▶ _What this task involves_: Each line below that includes the word "IssueSet" is to be reported.

▶ _Input_:
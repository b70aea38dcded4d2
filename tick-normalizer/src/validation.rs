use base64::{engine::general_purpose::STANDARD, Engine as _};
use common_types::util::{blank_string_is_none, lenient_f64};
use common_types::{issues, IssueSet, RawIngestionEvent};
use serde::Deserialize;

use crate::error::ContractError;

/// Encodings the connectors are allowed to put in `payload.encoding`
#[derive(Debug, Clone, Copy, PartialEq, Eq)]
pub enum PayloadEncoding {
    /// The blob is a JSON document
    Json,
    /// The blob is a standard-alphabet base64 encoding of a JSON document
    Base64,
}

impl PayloadEncoding {
    pub fn parse(tag: &str) -> Option<Self> {
        match tag.trim().to_ascii_lowercase().as_str() {
            "json" => Some(PayloadEncoding::Json),
            "base64" => Some(PayloadEncoding::Base64),
            _ => None,
        }
    }

    fn decode(&self, blob: &str) -> Result<TickBlob, ContractError> {
        let bytes = match self {
            PayloadEncoding::Json => blob.as_bytes().to_vec(),
            PayloadEncoding::Base64 => STANDARD
                .decode(blob.trim())
                .map_err(|e| ContractError::schema(format!("raw_payload is not valid base64: {e}")))?,
        };
        serde_json::from_slice(&bytes)
            .map_err(|e| ContractError::schema(format!("raw_payload could not be decoded: {e}")))
    }
}

// What we expect to find inside the decoded blob. Unknown keys are ignored.
#[derive(Debug, Deserialize)]
struct TickBlob {
    #[serde(default, deserialize_with = "lenient_f64")]
    price: Option<f64>,
    #[serde(default, deserialize_with = "lenient_f64")]
    volume: Option<f64>,
    #[serde(default, deserialize_with = "blank_string_is_none")]
    currency: Option<String>,
    #[serde(default, deserialize_with = "blank_string_is_none")]
    instrument_id: Option<String>,
    // Quality issues the connector already knows about
    #[serde(default)]
    issues: Vec<String>,
}

/// The validated content of a raw event. The price may still be missing, that is for the
/// backfill step to resolve.
#[derive(Debug, Clone, PartialEq)]
pub struct ParsedRecord {
    pub instrument_id: String,
    pub market: String,
    pub symbol: String,
    pub price: Option<f64>,
    pub volume: Option<f64>,
    pub currency: Option<String>,
    pub issues: IssueSet,
}

/// Decode the raw payload of an event and enforce the required-field contract.
///
/// Decode failures are classified as `ContractError::Schema` before any field is looked
/// at; field failures as `ContractError::Violation`. A missing price is not an error here.
pub fn validate(event: &RawIngestionEvent) -> Result<ParsedRecord, ContractError> {
    let payload = &event.payload;

    let blob = payload
        .raw_payload
        .as_deref()
        .ok_or_else(|| ContractError::schema("raw_payload is absent"))?;

    let tag = payload
        .encoding
        .as_deref()
        .map(str::trim)
        .filter(|tag| !tag.is_empty())
        .ok_or_else(|| ContractError::schema("encoding is absent"))?;
    let encoding = PayloadEncoding::parse(tag)
        .ok_or_else(|| ContractError::schema(format!("unsupported encoding {tag:?}")))?;

    let decoded = encoding.decode(blob)?;

    let instrument_id = [
        payload.metadata.instrument_id.as_deref(),
        decoded.instrument_id.as_deref(),
    ]
    .into_iter()
    .flatten()
    .map(str::trim)
    .find(|id| !id.is_empty())
    .map(str::to_string)
    .ok_or_else(|| {
        ContractError::violation(issues::MISSING_INSTRUMENT_ID, "instrument_id is absent")
    })?;

    if payload.symbol.trim().is_empty() {
        return Err(ContractError::violation(
            issues::MISSING_INSTRUMENT_ID,
            "symbol is empty",
        ));
    }

    if let Some(price) = decoded.price {
        if !price.is_finite() || price <= 0.0 {
            return Err(ContractError::violation(
                issues::INVALID_PRICE,
                format!("price {price} is not a positive finite number"),
            ));
        }
    }

    if let Some(volume) = decoded.volume {
        if !volume.is_finite() || volume < 0.0 {
            return Err(ContractError::violation(
                issues::INVALID_VOLUME,
                format!("volume {volume} is not a non-negative finite number"),
            ));
        }
    }

    let mut record_issues = IssueSet::new();
    // Only the backfill step may claim the price was backfilled
    record_issues.extend(
        decoded
            .issues
            .into_iter()
            .filter(|code| code != issues::PRICE_BACKFILLED),
    );
    if decoded.volume.is_none() {
        record_issues.insert(issues::MISSING_VOLUME);
    }

    Ok(ParsedRecord {
        instrument_id,
        market: payload.market.clone(),
        symbol: payload.symbol.clone(),
        price: decoded.price,
        volume: decoded.volume,
        currency: decoded.currency,
        issues: record_issues,
    })
}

▶ _Response to this exercise_:
use common_types::{issues, IssueSet, RawIngestionEvent};
    pub issues: IssueSet,
    let mut record_issues = IssueSet::new();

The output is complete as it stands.